Stored data entries

//! # Update Orchestrator
//!
//! Drives one run end to end:
//!
//! ```text
//! targets -> detect -> resolve latest -> select -> download -> install/fanout -> verify -> summary
//! ```
//!
//! Everything up to and including the downloads is run-fatal: a failure aborts the run
//! before any install command runs, so the machine is left untouched. From the first
//! install on, failures are scoped to a unit and collected into the [`RunSummary`].

use crate::installers::driver_for;
use crate::libs::context::RunContext;
use crate::libs::detector::detect_all;
use crate::libs::downloader::{Artifact, artifact_file_name, download_artifact};
use crate::libs::errors::UpdateError;
use crate::libs::installer;
use crate::libs::resolver::VersionResolver;
use crate::libs::selection::{SelectionPolicy, select_units};
use crate::libs::system::Prompter;
use crate::libs::utilities::path_helpers::expand_path;
use crate::libs::verifier;
use crate::schemas::detection::DetectedInstance;
use crate::schemas::outcomes::{InstallOutcome, InstallStatus, UpdatePlan, UpdateUnit, VerificationOutcome};
use crate::schemas::targets::{InstallTarget, TargetKind};
use crate::schemas::versions::VersionInfo;
use crate::{log_info, log_warn};
use colored::Colorize;
use std::collections::BTreeMap;
use std::path::PathBuf;

/// Exit status of a fully successful run.
pub const EXIT_OK: i32 = 0;
/// Exit status of a run aborted by a run-fatal error.
pub const EXIT_FATAL: i32 = 1;
/// Exit status of a run that completed with unit-scoped failures.
pub const EXIT_PARTIAL: i32 = 2;

/// What `check` found: detected instances and the latest version per kind.
#[derive(Debug, Clone)]
pub struct CheckReport {
    pub instances: Vec<DetectedInstance>,
    pub latest: BTreeMap<TargetKind, VersionInfo>,
}

/// Outcome of one plan (all units of one target kind).
#[derive(Debug)]
pub struct PlanRun {
    pub plan: UpdatePlan,
    pub install: Vec<InstallOutcome>,
    pub verification: Vec<VerificationOutcome>,
    /// Artifact kept on disk because verification failed.
    pub retained_artifact: Option<PathBuf>,
}

impl PlanRun {
    /// Verification outcome of `unit`, if it was verified.
    pub fn verification_for(&self, unit: &UpdateUnit) -> Option<&VerificationOutcome> {
        self.verification.iter().find(|v| v.unit == *unit)
    }

    /// Whether fanout rewrote at least one profile registry.
    pub fn patched_registries(&self) -> bool {
        self.install
            .iter()
            .any(|o| o.status == InstallStatus::Succeeded && o.unit.is_fanout())
    }

    fn has_failures(&self) -> bool {
        self.install.iter().any(|o| o.status == InstallStatus::Failed)
            || self.verification.iter().any(|v| !v.verified)
    }
}

/// Aggregated result of an update run.
#[derive(Debug, Default)]
pub struct RunSummary {
    pub dry_run: bool,
    pub runs: Vec<PlanRun>,
}

impl RunSummary {
    pub fn has_failures(&self) -> bool {
        self.runs.iter().any(PlanRun::has_failures)
    }

    pub fn exit_code(&self) -> i32 {
        if self.has_failures() { EXIT_PARTIAL } else { EXIT_OK }
    }

    pub fn patched_registries(&self) -> bool {
        self.runs.iter().any(PlanRun::patched_registries)
    }
}

/// Detects every target and resolves the latest version of each kind found. Mutates nothing.
pub fn run_check(targets: &[InstallTarget], ctx: &RunContext) -> Result<CheckReport, UpdateError> {
    let resolver = VersionResolver::new();
    let instances = detect_all(targets, ctx);
    let latest = resolve_latest_versions(&instances, &resolver, ctx)?;
    Ok(CheckReport { instances, latest })
}

/// Runs a full update.
pub fn run_update(
    targets: &[InstallTarget],
    policy: SelectionPolicy,
    prompter: &dyn Prompter,
    ctx: &RunContext,
) -> Result<RunSummary, UpdateError> {
    let mut summary = RunSummary {
        dry_run: ctx.settings.dry_run,
        runs: Vec::new(),
    };

    let resolver = VersionResolver::new();
    let instances = detect_all(targets, ctx);
    if instances.is_empty() {
        log_warn!("[DBU::Orchestrator] No supported targets found on this machine");
        return Ok(summary);
    }

    let latest = resolve_latest_versions(&instances, &resolver, ctx)?;
    let units = select_units(&instances, &latest, policy, prompter)?;
    let plans = build_plans(units, &latest);
    if plans.is_empty() {
        return Ok(summary);
    }

    // Acquire every artifact before the first install so a download failure leaves nothing
    // half-updated. Artifacts already fetched are cleaned up by their guards on the way out.
    let mut staged = Vec::with_capacity(plans.len());
    for plan in plans {
        let artifact = acquire_artifact(&plan, ctx)?;
        staged.push((plan, artifact));
    }

    for (plan, artifact) in staged {
        log_info!(
            "[DBU::Orchestrator] Updating {} unit(s) to {}",
            plan.units.len().to_string().bold(),
            plan.desired.to_string().green()
        );

        let install = installer::install(&plan, artifact.as_ref().map(Artifact::path), ctx);
        let verification = if ctx.settings.dry_run {
            Vec::new()
        } else {
            verifier::verify(&install, &plan.desired, ctx)
        };

        let retained_artifact = if verification.iter().any(|v| !v.verified) {
            artifact.map(Artifact::retain)
        } else {
            None
        };

        summary.runs.push(PlanRun {
            plan,
            install,
            verification,
            retained_artifact,
        });
    }

    Ok(summary)
}

/// Latest version per kind present among `instances`. A lookup failure is run-fatal.
fn resolve_latest_versions(
    instances: &[DetectedInstance],
    resolver: &VersionResolver,
    ctx: &RunContext,
) -> Result<BTreeMap<TargetKind, VersionInfo>, UpdateError> {
    let mut latest = BTreeMap::new();
    for instance in instances {
        let kind = instance.target.kind;
        if latest.contains_key(&kind) {
            continue;
        }
        let source = driver_for(kind).latest_source(ctx.config);
        latest.insert(kind, resolver.resolve_latest(&source, ctx)?);
    }
    Ok(latest)
}

/// Groups selected units into one plan per kind.
fn build_plans(units: Vec<UpdateUnit>, latest: &BTreeMap<TargetKind, VersionInfo>) -> Vec<UpdatePlan> {
    let mut by_kind: BTreeMap<TargetKind, Vec<UpdateUnit>> = BTreeMap::new();
    for unit in units {
        by_kind.entry(unit.target.kind).or_default().push(unit);
    }

    by_kind
        .into_iter()
        .filter_map(|(kind, units)| {
            Some(UpdatePlan {
                kind,
                desired: latest.get(&kind)?.clone(),
                units,
            })
        })
        .collect()
}

/// Downloads the plan's artifact, if its kind installs from one.
fn acquire_artifact(plan: &UpdatePlan, ctx: &RunContext) -> Result<Option<Artifact>, UpdateError> {
    let Some(url) = driver_for(plan.kind).artifact_url(ctx.config, &plan.desired) else {
        return Ok(None);
    };

    if ctx.settings.dry_run {
        log_info!("[DBU::Orchestrator] (dry-run) Would download {}", url.cyan());
        return Ok(None);
    }

    let identifier = ctx.config.package_identifier(plan.kind);
    let destination = expand_path(&ctx.config.artifact_dir).join(artifact_file_name(&identifier, &plan.desired));
    let artifact = download_artifact(&url, &destination, ctx)?;
    if artifact.attempts() > 1 {
        log_warn!(
            "[DBU::Orchestrator] {} needed {} download attempts",
            artifact.path().display(),
            artifact.attempts()
        );
    }
    Ok(Some(artifact))
}

#[cfg(test)]
mod tests {
    use super::*;
    use crate::libs::downloader::artifact_url;
    use crate::libs::test_support::*;
    use crate::libs::utilities::platform::current_marketplace_platform;
    use crate::schemas::config::UpdaterConfig;
    use crate::schemas::versions::Provenance;
    use std::fs;
    use std::path::Path;
    use tempfile::tempdir;

    const GALLERY_RESPONSE: &str = r#"{"results":[{"extensions":[{"versions":[{"version":"11.0.0"}]}]}]}"#;

    fn config_in(root: &Path) -> UpdaterConfig {
        let mut config = UpdaterConfig::default();
        config.artifact_dir = root.join("downloads").to_string_lossy().to_string();
        config
    }

    fn download_url(config: &UpdaterConfig) -> String {
        artifact_url(
            &config.marketplace.download_url,
            &config.extension,
            &VersionInfo::new("11.0.0", Provenance::Primary),
            &current_marketplace_platform(),
        )
    }

    fn artifact_path(config: &UpdaterConfig) -> PathBuf {
        PathBuf::from(&config.artifact_dir).join("esbenp.prettier-vscode-11.0.0.vsix")
    }

    /// An editor whose install command materializes the package when `materialize` is set.
    fn editor_runner(root: &Path, materialize: bool) -> FakeRunner {
        let store = root.join("extensions");
        FakeRunner::new(move |_, args| {
            if materialize && args.iter().any(|a| a == "--install-extension") {
                make_package_dir(&store, "esbenp.prettier-vscode-11.0.0");
            }
            if args.iter().any(|a| a == "--version") {
                return ok_output("1.96.0\n");
            }
            ok_output("")
        })
    }

    fn non_interactive() -> SelectionPolicy {
        SelectionPolicy {
            non_interactive: true,
            ..Default::default()
        }
    }

    #[test]
    fn full_run_installs_fans_out_verifies_and_cleans_up() {
        let temp = tempdir().unwrap();
        fs::create_dir_all(temp.path().join("profiles/work")).unwrap();
        let config = config_in(temp.path());
        let runner = editor_runner(temp.path(), true);
        let http = FakeHttp::new()
            .respond(&config.marketplace.query_url, 200, GALLERY_RESPONSE)
            .respond(&download_url(&config), 200, "PK-vsix-bytes");
        let sleeper = RecordingSleeper::default();
        let ctx = context(&config, &runner, &http, &sleeper);

        let summary = run_update(
            &[editor_target(temp.path())],
            non_interactive(),
            &ScriptedPrompter::new(vec![]),
            &ctx,
        )
        .unwrap();

        assert_eq!(summary.exit_code(), EXIT_OK);
        let run = &summary.runs[0];
        assert_eq!(run.install.len(), 2);
        assert!(run.verification.iter().all(|v| v.verified));
        assert!(summary.patched_registries());
        assert!(run.retained_artifact.is_none());
        assert!(!artifact_path(&config).exists());
        assert!(
            temp.path()
                .join("profiles/work/extensions/esbenp.prettier-vscode-11.0.0")
                .is_dir()
        );
    }

    #[test]
    fn verification_failure_retains_the_artifact() {
        let temp = tempdir().unwrap();
        let config = config_in(temp.path());
        let runner = editor_runner(temp.path(), false);
        let http = FakeHttp::new()
            .respond(&config.marketplace.query_url, 200, GALLERY_RESPONSE)
            .respond(&download_url(&config), 200, "PK-vsix-bytes");
        let sleeper = RecordingSleeper::default();
        let ctx = context(&config, &runner, &http, &sleeper);

        let summary = run_update(
            &[editor_target(temp.path())],
            non_interactive(),
            &ScriptedPrompter::new(vec![]),
            &ctx,
        )
        .unwrap();

        assert_eq!(summary.exit_code(), EXIT_PARTIAL);
        let run = &summary.runs[0];
        assert_eq!(run.install[0].status, InstallStatus::Succeeded);
        assert!(!run.verification[0].verified);
        assert_eq!(run.verification[0].attempts, 3);
        assert_eq!(run.retained_artifact.as_deref(), Some(artifact_path(&config).as_path()));
        assert!(artifact_path(&config).is_file());
    }

    #[test]
    fn download_failure_is_fatal_before_any_install() {
        let temp = tempdir().unwrap();
        let config = config_in(temp.path());
        let runner = editor_runner(temp.path(), true);
        let url = download_url(&config);
        let http = FakeHttp::new()
            .respond(&config.marketplace.query_url, 200, GALLERY_RESPONSE)
            .respond(&url, 500, "")
            .respond(&url, 500, "")
            .respond(&url, 500, "");
        let sleeper = RecordingSleeper::default();
        let ctx = context(&config, &runner, &http, &sleeper);

        let err = run_update(
            &[editor_target(temp.path())],
            non_interactive(),
            &ScriptedPrompter::new(vec![]),
            &ctx,
        )
        .unwrap_err();

        assert!(matches!(err, UpdateError::DownloadFailure { attempts: 3, .. }));
        assert!(
            runner
                .calls()
                .iter()
                .all(|call| !call.contains("--install-extension"))
        );
    }

    #[test]
    fn dry_run_mutates_nothing() {
        let temp = tempdir().unwrap();
        fs::create_dir_all(temp.path().join("profiles/work")).unwrap();
        let config = config_in(temp.path());
        let runner = editor_runner(temp.path(), true);
        let http = FakeHttp::new().respond(&config.marketplace.query_url, 200, GALLERY_RESPONSE);
        let sleeper = RecordingSleeper::default();
        let mut ctx = context(&config, &runner, &http, &sleeper);
        ctx.settings.dry_run = true;

        let summary = run_update(
            &[editor_target(temp.path())],
            non_interactive(),
            &ScriptedPrompter::new(vec![]),
            &ctx,
        )
        .unwrap();

        assert_eq!(summary.exit_code(), EXIT_OK);
        assert!(summary.runs[0].install.iter().all(|o| o.status == InstallStatus::Skipped));
        assert!(summary.runs[0].verification.is_empty());
        assert_eq!(http.requests(), vec![format!("POST {}", config.marketplace.query_url)]);
        assert!(!temp.path().join("extensions").exists());
        assert!(!temp.path().join("profiles/work/extensions").exists());
        assert!(!temp.path().join("downloads").exists());
    }

    #[test]
    fn resolution_failure_aborts_before_install() {
        let temp = tempdir().unwrap();
        let config = config_in(temp.path());
        let runner = editor_runner(temp.path(), false);
        let http = FakeHttp::new();
        let sleeper = RecordingSleeper::default();
        let ctx = context(&config, &runner, &http, &sleeper);

        let err = run_check(&[editor_target(temp.path())], &ctx).unwrap_err();

        assert!(matches!(err, UpdateError::ResolutionFailure { .. }));
        assert!(runner.calls().iter().all(|call| !call.contains("--install-extension")));
    }
}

[Exercise]:
Only a number is wanted here: the tally of lines in the entries that include the word "scoped".

[Answer space]:
2